Here are some quotations about it.
Grief, for me, is something that sends me to the depths in every dimension.
grief can be alchemizing, it can be paralysing,
Prior to my thirties, grief was unthinkable, heart-rending, unexpected, awful. But now, as I’m starting to adjust to the idea of mortality, and in fact respect it a little more, grief sits with me as the shadow of something very bright, a privilege even — as proof of love so deep someone can linger with you for years, decades, after they’ve gone.

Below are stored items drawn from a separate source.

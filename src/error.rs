use thiserror::Error;

/// Failure taxonomy for registry operations. Archive and metadata problems
/// surface to the client as bad-request errors; lookup misses surface as
/// not-found. Upstream transport failures never appear here at all, they
/// collapse to empty results inside the remote client.
#[derive(Debug, Error)]
pub enum Error {
    #[error("malformed base64 archive: {0}")]
    Decode(#[from] base64::DecodeError),

    #[error("'{0}' file was not found in the archive")]
    MemberNotFound(String),

    #[error("malformed metadata: {0}")]
    Parse(#[from] serde_json::Error),

    #[error("package not found: {0}")]
    PackageNotFound(String),

    #[error("dist-tag not found: {0}")]
    TagNotFound(String),

    #[error("upstream response missing '{0}' header")]
    MissingHeader(&'static str),

    #[error("invalid upload: {0}")]
    InvalidUpload(String),

    #[error(transparent)]
    Storage(#[from] jute_adapter::StorageError),

    #[error("archive I/O failure: {0}")]
    Io(#[from] std::io::Error),
}

pub type Result<T> = std::result::Result<T, Error>;
use std::path::{Path, PathBuf};

use anyhow::{bail, Context, Result};
use clap::{Args, CommandFactory, Parser, Subcommand};
use dftsplit::{pipeline::IMAGE_EXTENSION, DftPaths, Pipeline, TransformOptions};
use tracing::info;
use tracing_subscriber::EnvFilter;

#[derive(Debug, Parser)]
#[command(
    name = "dftsplit",
    version,
    about = "Split images into frequency magnitude and phase, and put them back together"
)]
pub struct Cli {
    /// Log every transform stage
    #[arg(short, long, global = true)]
    pub verbose: bool,

    #[command(subcommand)]
    pub command: Command,
}

#[derive(Debug, Subcommand)]
pub enum Command {
    /// Decompose an image into magnitude and phase components.
    ///
    /// Writes <base>.mag.png, <base>.phs.png and <base>.dta unless told otherwise.
    Forward {
        /// Source image
        source: PathBuf,

        #[command(flatten)]
        files: FileArgs,
    },

    /// Recompose an image from magnitude and phase components.
    ///
    /// Expects <base>.mag.png, <base>.phs.png and <base>.dta next to <base>.
    Inverse {
        /// Base name or original file name of the image to rebuild
        base: PathBuf,

        #[command(flatten)]
        files: FileArgs,
    },
}

#[derive(Debug, Args)]
pub struct FileArgs {
    /// Magnitude image file
    #[arg(short = 'm', long = "mag", value_name = "FILE")]
    pub magnitude: Option<PathBuf>,

    /// Phase image file
    #[arg(short = 'p', long = "phs", value_name = "FILE")]
    pub phase: Option<PathBuf>,

    /// Range data file
    #[arg(short = 'd', long = "dta", value_name = "FILE")]
    pub metadata: Option<PathBuf>,

    /// Replace existing output images instead of picking a new name
    #[arg(long)]
    pub overwrite: bool,

    /// Transform channels one after another on the current thread
    #[arg(long)]
    pub serial: bool,
}

impl FileArgs {
    fn options(&self) -> TransformOptions {
        TransformOptions {
            parallel: !self.serial,
            no_clobber: !self.overwrite,
        }
    }

    fn paths(&self, original: PathBuf) -> DftPaths {
        DftPaths::from_original(original)
            .with_magnitude(self.magnitude.clone())
            .with_phase(self.phase.clone())
            .with_metadata(self.metadata.clone())
    }
}

pub fn init_tracing(verbose: bool) {
    let default = if verbose { "debug" } else { "info" };
    let filter = EnvFilter::try_from_default_env().unwrap_or_else(|_| EnvFilter::new(default));

    // ignore a second init, e.g. from tests
    let _ = tracing_subscriber::fmt()
        .with_env_filter(filter)
        .with_writer(std::io::stderr)
        .with_target(false)
        .try_init();
}

pub fn run(cli: Cli) -> Result<()> {
    match cli.command {
        Command::Forward { source, files } => {
            require_files(&[&source])?;

            let paths = files.paths(source);
            let output = Pipeline::new(files.options())
                .dft_forward(&paths)
                .with_context(|| {
                    format!("forward transform of {} failed", paths.original.display())
                })?;

            info!(
                "Wrote {}, {} and {}",
                output.magnitude.display(),
                output.phase.display(),
                output.metadata.display()
            );
        }
        Command::Inverse { base, files } => {
            let paths = files.paths(inverse_target(base));
            require_files(&[&paths.magnitude, &paths.phase, &paths.metadata])?;

            let output = Pipeline::new(files.options())
                .dft_inverse(&paths)
                .with_context(|| {
                    format!("inverse transform of {} failed", paths.magnitude.display())
                })?;

            info!("Wrote {}", output.display());
        }
    }

    Ok(())
}

/// A bare base name has no image format to save to, give it the default extension.
fn inverse_target(base: PathBuf) -> PathBuf {
    if base.extension().is_some() {
        base
    } else {
        base.with_extension(IMAGE_EXTENSION)
    }
}

fn require_files(files: &[&Path]) -> Result<()> {
    let missing: Vec<String> = files
        .iter()
        .filter(|f| !f.exists())
        .map(|f| f.display().to_string())
        .collect();

    if missing.is_empty() {
        return Ok(());
    }

    let mut usage = Cli::command();
    eprintln!("{}", usage.render_usage());
    bail!("missing input file(s): {}", missing.join(", "))
}
use ndarray::{Array2, Zip};
use num_complex::Complex;
use tracing::debug;

use super::SpectralTransform;
use crate::{
    types::NormData,
    util::{dequantize, log_plane, normalize, rearrange_quadrants},
    DftError, Result,
};

/// Rebuild a channel from quantized magnitude and phase planes.
///
/// Returns the real part of the inverse transform before any re-quantization,
/// with the padded dimensions of the inputs.
pub fn reconstruct_channel<T: SpectralTransform + ?Sized>(
    magnitude: &Array2<f64>,
    phase: &Array2<f64>,
    norm: &NormData,
    transform: &T,
) -> Result<Array2<f64>> {
    if magnitude.dim() != phase.dim() {
        let ((mh, mw), (ph, pw)) = (magnitude.dim(), phase.dim());
        return Err(DftError::DimensionMismatch(format!(
            "Mag {mw}x{mh} and Phs {pw}x{ph} need to be same size"
        )));
    }

    let (height, width) = magnitude.dim();
    if width == 0 || height == 0 {
        return Err(DftError::InvalidDimensions { width, height });
    }
    debug!(width, height, "inverse channel");

    let magnitude = dequantize(magnitude, norm.mag_min, norm.mag_max);
    let phase = dequantize(phase, norm.phs_min, norm.phs_max);

    // back to the corner layout the DFT expects
    let magnitude = rearrange_quadrants(&magnitude);
    let phase = rearrange_quadrants(&phase);

    let magnitude = magnitude.mapv(|m| m.exp() - 1.0);
    log_plane("magnitude", &magnitude);

    let mut complex = Zip::from(&magnitude)
        .and(&phase)
        .map_collect(|&m, &p| Complex::from_polar(m, p));
    transform.inverse(&mut complex);

    // the imaginary part is only rounding noise
    let real = complex.mapv(|c| c.re);
    log_plane("reconstructed", &real);
    Ok(real)
}

/// Rebuild a channel and re-quantize it into `[0, 65535]` by its own min/max.
///
/// The final normalization does not restore the original sample range, so the
/// round trip is faithful in shape, not bit exact.
pub fn inverse_channel<T: SpectralTransform + ?Sized>(
    magnitude: &Array2<f64>,
    phase: &Array2<f64>,
    norm: &NormData,
    transform: &T,
) -> Result<Array2<u16>> {
    let real = reconstruct_channel(magnitude, phase, norm, transform)?;
    Ok(normalize(&real))
}
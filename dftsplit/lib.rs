use std::path::PathBuf;

use thiserror::Error;

pub mod channels;
pub mod dta;
pub mod io;
pub mod pipeline;
pub mod transform;
pub mod types;
pub mod util;

pub use pipeline::{DftPaths, Decomposition, ForwardOutput, Pipeline, TransformOptions};
pub use transform::{FftTransform, SpectralTransform};
pub use types::{ChannelSpectrum, Image, NormData, Sample, SampleFormat, Samples};

pub type Result<T> = std::result::Result<T, DftError>;

#[derive(Error, Debug)]
pub enum DftError {
    #[error("IO error: {0}")]
    Io(#[from] std::io::Error),

    #[error("Failed to decode image {path}: {reason}")]
    Decode { path: PathBuf, reason: String },

    #[error("Failed to encode image {path}: {reason}")]
    Encode { path: PathBuf, reason: String },

    #[error("{0}")]
    DimensionMismatch(String),

    #[error("Metadata has {found} entries but the images have {expected} channels")]
    MetadataCountMismatch { expected: usize, found: usize },

    #[error("Malformed metadata on line {line}: {reason}")]
    MalformedMetadata { line: usize, reason: String },

    #[error("Invalid dimensions {width}x{height}")]
    InvalidDimensions { width: usize, height: usize },

    #[error("Expected {expected} samples, got {found}")]
    InvalidSampleCount { expected: usize, found: usize },
}
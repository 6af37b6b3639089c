use std::collections::BTreeMap;
use std::hint::black_box;
use std::path::Path;
use std::time::Instant;

use anyhow::{Context, Result};
use dftsplit::{io, Image, Pipeline, TransformOptions};
use indicatif::ProgressBar;
use strum::IntoEnumIterator;

mod stage;
mod suite;
mod util;

use crate::stage::Stage;
use crate::suite::{generate_test_suites, StageResult, Test};
use crate::util::psnr;

// how many times to run each stage (to get the minimum time)
static RUNS: usize = 3;

fn main() -> Result<()> {
    let root = std::env::args().nth(1).unwrap_or_else(|| "images".to_string());
    let mut suites = generate_test_suites(&root);
    let pipeline = Pipeline::new(TransformOptions::default());

    println!(
        " \x1b[1mRunning round trips\x1b[0m ({} runs per image)",
        RUNS
    );

    for suite in suites.values_mut() {
        if suite.files.is_empty() {
            continue;
        }

        println!("┌──────────────────────────────────────────────────────┐");
        println!(
            "│ running tests for {suite_name: <34} │",
            suite_name = suite.name
        );
        println!("└──────────────────────────────────────────────────────┘");

        let pb = ProgressBar::new(suite.files.len() as u64);
        for file in suite.files.iter() {
            pb.inc(1);

            let source = io::load(Path::new(file)).with_context(|| format!("reading {file}"))?;
            let pixels = source.width() * source.height();

            let test = match run_test(&pipeline, &source) {
                Ok((results, psnr)) => Test {
                    name: file.to_string(),
                    pixels,
                    results,
                    psnr,
                    errored: false,
                },
                Err(e) => {
                    pb.println(format!("Error in {file}, skipping: {e}"));
                    Test {
                        name: file.to_string(),
                        pixels,
                        results: BTreeMap::new(),
                        psnr: 0.0,
                        errored: true,
                    }
                }
            };
            suite.tests.push(test);
        }
        pb.finish_and_clear()
    }

    println!("\n \x1b[1mResults\x1b[0m");

    for suite in suites.values() {
        let successful_tests = suite
            .tests
            .iter()
            .filter(|t| !t.errored)
            .collect::<Vec<_>>();

        print_results(successful_tests, &suite.name);
    }

    let all_tests = suites
        .values()
        .flat_map(|s| s.tests.iter())
        .filter(|t| !t.errored)
        .collect::<Vec<_>>();

    print_results(all_tests, "Overall");

    Ok(())
}

fn print_results(tests: Vec<&Test>, title: &str) {
    let total_pixels: usize = tests.iter().map(|t| t.pixels).sum();

    if total_pixels == 0 {
        return;
    }

    println!("┌───────────────────────────────┐");
    println!("│ {title: <29} │", title = title);
    println!("├─────────┬───────────┬─────────┤");
    println!("│ stage   │ time      │ ns/px   │");
    println!("├─────────┼───────────┼─────────┤");
    for stage in Stage::iter() {
        let total_time: u128 = tests
            .iter()
            .filter_map(|t| t.results.get(&stage))
            .map(|r| r.min_time)
            .sum();

        println!(
            "│ {stage: <7} │ {time: >7}ms │ {per_pixel: >7.1} │",
            stage = stage,
            time = total_time / 1000,
            per_pixel = total_time as f64 * 1000.0 / total_pixels as f64
        );
    }
    println!("├─────────┴───────────┴─────────┤");

    let worst = tests.iter().map(|t| t.psnr).fold(f64::INFINITY, f64::min);
    let worst_name = tests
        .iter()
        .find(|t| t.psnr == worst)
        .map(|t| t.name.as_str())
        .unwrap_or("-");
    println!("│ worst psnr {worst: >8.2} dB         │");
    println!("│ {worst_name: <29} │");
    println!("└───────────────────────────────┘");
}

fn run_test(pipeline: &Pipeline, source: &Image) -> Result<(BTreeMap<Stage, StageResult>, f64)> {
    let mut results = BTreeMap::new();

    // FORWARD
    let mut shortest_forward = u128::MAX;
    let mut decomposition = None;
    for _ in 0..RUNS {
        let start = Instant::now();
        let out = black_box(pipeline.forward(black_box(source)))?;
        shortest_forward = shortest_forward.min(start.elapsed().as_micros());
        decomposition = Some(out);
    }
    let decomposition = decomposition.context("no forward run")?;
    results.insert(
        Stage::Forward,
        StageResult {
            min_time: shortest_forward,
        },
    );

    // INVERSE
    let mut shortest_inverse = u128::MAX;
    let mut rebuilt = None;
    for _ in 0..RUNS {
        let start = Instant::now();
        let out = black_box(pipeline.inverse(
            &decomposition.magnitude,
            &decomposition.phase,
            &decomposition.norms,
        ))?;
        shortest_inverse = shortest_inverse.min(start.elapsed().as_micros());
        rebuilt = Some(out);
    }
    let rebuilt = rebuilt.context("no inverse run")?;
    results.insert(
        Stage::Inverse,
        StageResult {
            min_time: shortest_inverse,
        },
    );

    Ok((results, psnr(source, &rebuilt)))
}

I first learnt about butterfly hugs and head holds and pillow screams and such at a 5 day grief retreat in the summer of 2021 and while i obviously don’t practice them as frequently as would benefit me, i remain moved by how good a simple, intentional self-touch can feel. Stop what ur doing and put ur hand on ur chest with a tiny bit of gusto and tell me you don’t feel better. What a relief to remember that if nothing else, we can hold ourselves.
What I’m reading:
“A monster can look like whatever it wants”: On the Allure of Literary Monsters
Silvia Garcia-Moreno on Dracula’s Depictions and Descendants
The Firing of David Velasco From ‘Artforum’ Sparks a Series of Resignations and a Boycott Effort
Nonfiction That Rivals Little Women: The Forgotten Essays of Louisa May Alcott
Quotations:
Terrorism is the war of the poor, and war is the terrorism of the rich.
-Peter Ustinov
Being essentially secular, I don’t pray anymore, but I remember enough of what prayer was like to know that a poem can function like a prayer to language.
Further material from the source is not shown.